Yasser Seirawan (Arabic: ياسر سيروان‎; born March 24, 1960) is a chess grandmaster and four-time United States champion. He was winner of the World Junior Chess Championship in 1979. Seirawan is also a published chess author and commentator.

Biography and career[edit]

Seirawan was born in Damascus, Syria. His father was Syrian and his mother an English nurse from Nottingham, where he spent some time in his early childhood. When he was seven, his family emigrated to Seattle (United States), where he attended Queen Anne Elementary School, Meany Middle School and Garfield High School, and honed his game at a (now-defunct) coffeehouse, the Last Exit on Brooklyn,[1] playing against the likes of Latvian-born master Viktors Pupols and six-time Washington State Champion James Harley McCormick.

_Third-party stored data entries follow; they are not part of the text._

//! Run journal: the single channel through which a run reports what happened.
//!
//! The orchestrator never touches global logging state. It is handed an
//! `Arc<dyn RunJournal>` and records [`RunEvent`]s into it; the binary decides where they
//! go. Available sinks:
//!
//! - [`TracingJournal`]: forwards to `tracing` under the `ephemeris_engine` target.
//! - [`JsonlJournal`]: appends one JSON object per event to a file
//!   (`logs/genesis_log.jsonl` by default).
//! - [`MemoryJournal`]: keeps the events, for tests and for callers that inspect a run.
//! - [`FanoutJournal`]: duplicates events to several sinks.
//!
//! Recording never fails: a sink that cannot write reports it through `tracing` and
//! drops the event.

use std::{
    fmt,
    fs::OpenOptions,
    io::Write,
    sync::{Arc, Mutex},
};

use camino::{Utf8Path, Utf8PathBuf};
use serde::Serialize;
use tracing::{info, warn};

use crate::{
    constants::JOURNAL_MODULE,
    ephemeris::EngineId,
    orchestrator::RunState,
    snapshot::Precision,
    time::{format_utc, now_utc},
};

#[derive(Debug, Clone, Copy, PartialEq, Eq, Serialize)]
#[serde(rename_all = "lowercase")]
pub enum EventLevel {
    Info,
    Warn,
}

/// Something that happened during a run.
#[derive(Debug, Clone, PartialEq)]
pub enum RunEvent {
    StateChanged(RunState),
    BackendUnavailable { engine: EngineId, detail: String },
    BackendSucceeded { engine: EngineId, bodies: usize },
    BackendFailed { engine: EngineId, error: String },
    CrossValidated { first: EngineId, second: EngineId, score: f64 },
    FailsafeEngaged,
    SnapshotWritten { path: Utf8PathBuf },
    RunFinished { engine: EngineId, precision: Precision },
}

impl RunEvent {
    pub fn level(&self) -> EventLevel {
        match self {
            RunEvent::BackendUnavailable { .. }
            | RunEvent::BackendFailed { .. }
            | RunEvent::FailsafeEngaged => EventLevel::Warn,
            _ => EventLevel::Info,
        }
    }
}

impl fmt::Display for RunEvent {
    fn fmt(&self, f: &mut fmt::Formatter<'_>) -> fmt::Result {
        match self {
            RunEvent::StateChanged(state) => write!(f, "state -> {state:?}"),
            RunEvent::BackendUnavailable { engine, detail } => {
                write!(f, "{engine} unavailable: {detail}")
            }
            RunEvent::BackendSucceeded { engine, bodies } => {
                write!(f, "{engine} computed {bodies} bodies")
            }
            RunEvent::BackendFailed { engine, error } => write!(f, "{engine} failed: {error}"),
            RunEvent::CrossValidated {
                first,
                second,
                score,
            } => write!(f, "{first} vs {second}: consistency {score:.3}"),
            RunEvent::FailsafeEngaged => {
                write!(f, "no precise backend succeeded, failsafe engaged")
            }
            RunEvent::SnapshotWritten { path } => write!(f, "snapshot written to {path}"),
            RunEvent::RunFinished { engine, precision } => {
                write!(f, "run finished: engine={engine} precision={precision}")
            }
        }
    }
}

pub trait RunJournal: Send + Sync {
    fn record(&self, event: &RunEvent);
}

#[derive(Debug, Default, Clone, Copy)]
pub struct TracingJournal;

impl RunJournal for TracingJournal {
    fn record(&self, event: &RunEvent) {
        match event.level() {
            EventLevel::Info => info!(target: "ephemeris_engine", "{event}"),
            EventLevel::Warn => warn!(target: "ephemeris_engine", "{event}"),
        }
    }
}

#[derive(Serialize)]
struct JournalLine<'a> {
    timestamp: String,
    module: &'a str,
    level: EventLevel,
    message: String,
}

/// Append-only JSON Lines journal.
#[derive(Debug)]
pub struct JsonlJournal {
    path: Utf8PathBuf,
    lock: Mutex<()>,
}

impl JsonlJournal {
    pub fn new(path: impl Into<Utf8PathBuf>) -> Self {
        JsonlJournal {
            path: path.into(),
            lock: Mutex::new(()),
        }
    }

    pub fn path(&self) -> &Utf8Path {
        &self.path
    }

    fn append(&self, event: &RunEvent) -> Result<(), crate::ephem_errors::EphemError> {
        let line = JournalLine {
            timestamp: now_utc().map(format_utc).unwrap_or_default(),
            module: JOURNAL_MODULE,
            level: event.level(),
            message: event.to_string(),
        };
        let mut encoded = serde_json::to_string(&line)?;
        encoded.push('\n');

        let _guard = self.lock.lock().unwrap_or_else(|poisoned| poisoned.into_inner());
        if let Some(parent) = self.path.parent().filter(|p| !p.as_str().is_empty()) {
            std::fs::create_dir_all(parent)?;
        }
        let mut file = OpenOptions::new().create(true).append(true).open(&self.path)?;
        file.write_all(encoded.as_bytes())?;
        Ok(())
    }
}

impl RunJournal for JsonlJournal {
    fn record(&self, event: &RunEvent) {
        if let Err(e) = self.append(event) {
            warn!("cannot append to journal {}: {e}", self.path);
        }
    }
}

/// Keeps every event in memory.
#[derive(Debug, Default)]
pub struct MemoryJournal {
    events: Mutex<Vec<RunEvent>>,
}

impl MemoryJournal {
    pub fn new() -> Self {
        MemoryJournal::default()
    }

    /// Copy of the events recorded so far, in order.
    pub fn events(&self) -> Vec<RunEvent> {
        self.events
            .lock()
            .unwrap_or_else(|poisoned| poisoned.into_inner())
            .clone()
    }
}

impl RunJournal for MemoryJournal {
    fn record(&self, event: &RunEvent) {
        self.events
            .lock()
            .unwrap_or_else(|poisoned| poisoned.into_inner())
            .push(event.clone());
    }
}

/// Sends every event to each inner journal, in order.
#[derive(Default, Clone)]
pub struct FanoutJournal {
    sinks: Vec<Arc<dyn RunJournal>>,
}

impl FanoutJournal {
    pub fn new(sinks: Vec<Arc<dyn RunJournal>>) -> Self {
        FanoutJournal { sinks }
    }

    pub fn push(&mut self, sink: Arc<dyn RunJournal>) {
        self.sinks.push(sink);
    }
}

impl RunJournal for FanoutJournal {
    fn record(&self, event: &RunEvent) {
        for sink in &self.sinks {
            sink.record(event);
        }
    }
}

#[cfg(test)]
mod journal_test {
    use super::*;

    #[test]
    fn test_levels_and_messages() {
        let failed = RunEvent::BackendFailed {
            engine: EngineId::naif("de421.bsp"),
            error: "boom".into(),
        };
        assert_eq!(failed.level(), EventLevel::Warn);
        assert_eq!(failed.to_string(), "naif:de421.bsp failed: boom");

        let ok = RunEvent::BackendSucceeded {
            engine: EngineId::horizon("DE440"),
            bodies: 7,
        };
        assert_eq!(ok.level(), EventLevel::Info);
        assert_eq!(ok.to_string(), "horizon:DE440 computed 7 bodies");
    }

    #[test]
    fn test_jsonl_appends_lines() {
        let dir = tempfile::tempdir().unwrap();
        let path =
            Utf8PathBuf::from_path_buf(dir.path().join("logs").join("genesis_log.jsonl")).unwrap();
        let journal = JsonlJournal::new(path.clone());

        journal.record(&RunEvent::FailsafeEngaged);
        journal.record(&RunEvent::StateChanged(RunState::Done));

        let content = std::fs::read_to_string(&path).unwrap();
        let lines: Vec<serde_json::Value> = content
            .lines()
            .map(|l| serde_json::from_str(l).unwrap())
            .collect();
        assert_eq!(lines.len(), 2);
        assert_eq!(lines[0]["module"], "ephemeris_engine");
        assert_eq!(lines[0]["level"], "warn");
        assert_eq!(
            lines[0]["message"],
            "no precise backend succeeded, failsafe engaged"
        );
        assert!(lines[1]["timestamp"].as_str().unwrap().ends_with('Z'));
    }

    #[test]
    fn test_fanout_reaches_every_sink() {
        let first = Arc::new(MemoryJournal::new());
        let second = Arc::new(MemoryJournal::new());
        let fanout = FanoutJournal::new(vec![first.clone() as Arc<dyn RunJournal>, second.clone()]);

        fanout.record(&RunEvent::FailsafeEngaged);
        assert_eq!(first.events(), vec![RunEvent::FailsafeEngaged]);
        assert_eq!(second.events(), vec![RunEvent::FailsafeEngaged]);
    }
}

He is married to Woman FIDE Master Yvette Nagel, daughter of former Leefbaar Nederland political party president and politician Jan Nagel.[2]

Seirawan began playing chess at 12; at 13 he became Washington junior champion. At 19 he won the World Junior Chess Championship. He also won a game against Viktor Korchnoi, who then invited Seirawan to Switzerland, where Korchnoi was training for his world title match against Anatoly Karpov.[3]

For twelve years he was the chief editor of the Inside Chess magazine. The magazine was sold to the ChessCafe.com website on which old articles were featured.

In 1999, Seirawan played a ten-game match against Michael Adams in Bermuda. The match was drawn +2–2=6.[4]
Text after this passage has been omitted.